Retype every entry below exactly as it stands.

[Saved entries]
=-=-=-=-=

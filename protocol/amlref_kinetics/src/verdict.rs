// Interpretation of a WT1 log reduction against the protocol targets

use amlref_types::TreatmentStage;
use serde::Serialize;

/// Minimum reduction (log10) after induction.
pub const POST_INDUCTION_TARGET_LOG: f64 = 1.0;
/// Minimum reduction (log10) after the first consolidation course.
pub const POST_CONSOLIDATION1_TARGET_LOG: f64 = 2.0;

/// WT1 reduction target for a stage. There is none at diagnosis.
pub fn wt1_target_log(stage: TreatmentStage) -> Option<f64> {
    match stage {
        TreatmentStage::Initial => None,
        TreatmentStage::PostInduction => Some(POST_INDUCTION_TARGET_LOG),
        TreatmentStage::PostConsolidation1 => Some(POST_CONSOLIDATION1_TARGET_LOG),
    }
}

#[derive(Debug, Clone, Copy, PartialEq, Eq, Serialize)]
#[serde(rename_all = "snake_case")]
pub enum KineticsVerdict {
    /// No reduction could be computed yet.
    Pending,
    OnTarget,
    BelowTarget,
}

impl KineticsVerdict {
    /// `reduction` meets the target when it is at least `target_log`.
    pub fn assess(reduction: Option<f64>, target_log: f64) -> Self {
        match reduction {
            None => KineticsVerdict::Pending,
            Some(v) if v >= target_log => KineticsVerdict::OnTarget,
            Some(_) => KineticsVerdict::BelowTarget,
        }
    }

    pub const fn label(self) -> &'static str {
        match self {
            KineticsVerdict::Pending => "等待数据录入...",
            KineticsVerdict::OnTarget => "动力学达标",
            KineticsVerdict::BelowTarget => "动力学不佳",
        }
    }
}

=-=-=-=-=

» **Response below**
filename protocol/amlref_kinetics/src/verdict.rs
// Interpretation of a WT1 log reduction against the protocol targets

use amlref_types::TreatmentStage;
use serde::Serialize;

/// Minimum reduction (log10) after induction.
pub const POST_INDUCTION_TARGET_LOG: f64 = 1.0;
/// Minimum reduction (log10) after the first consolidation course.
pub const POST_CONSOLIDATION1_TARGET_LOG: f64 = 2.0;

/// WT1 reduction target for a stage. There is none at diagnosis.
pub fn wt1_target_log(stage: TreatmentStage) -> Option<f64> {
    match stage {
        TreatmentStage::Initial => None,
        TreatmentStage::PostInduction => Some(POST_INDUCTION_TARGET_LOG),
        TreatmentStage::PostConsolidation1 => Some(POST_CONSOLIDATION1_TARGET_LOG),
    }
}

#[derive(Debug, Clone, Copy, PartialEq, Eq, Serialize)]
#[serde(rename_all = "snake_case")]
pub enum KineticsVerdict {
    /// No reduction could be computed yet.
    Pending,
    OnTarget,
    BelowTarget,
}

impl KineticsVerdict {
    /// `reduction` meets the target when it is at least `target_log`.
    pub fn assess(reduction: Option<f64>, target_log: f64) -> Self {
        match reduction {
            None => KineticsVerdict::Pending,
            Some(v) if v >= target_log => KineticsVerdict::OnTarget,
            Some(_) => KineticsVerdict::BelowTarget,
        }
    }

    pub const fn label(self) -> &'static str {
        match self {
            KineticsVerdict::Pending => "等待数据录入...",
            KineticsVerdict::OnTarget => "动力学达标",
            KineticsVerdict::BelowTarget => "动力学不佳",
        }
    }
}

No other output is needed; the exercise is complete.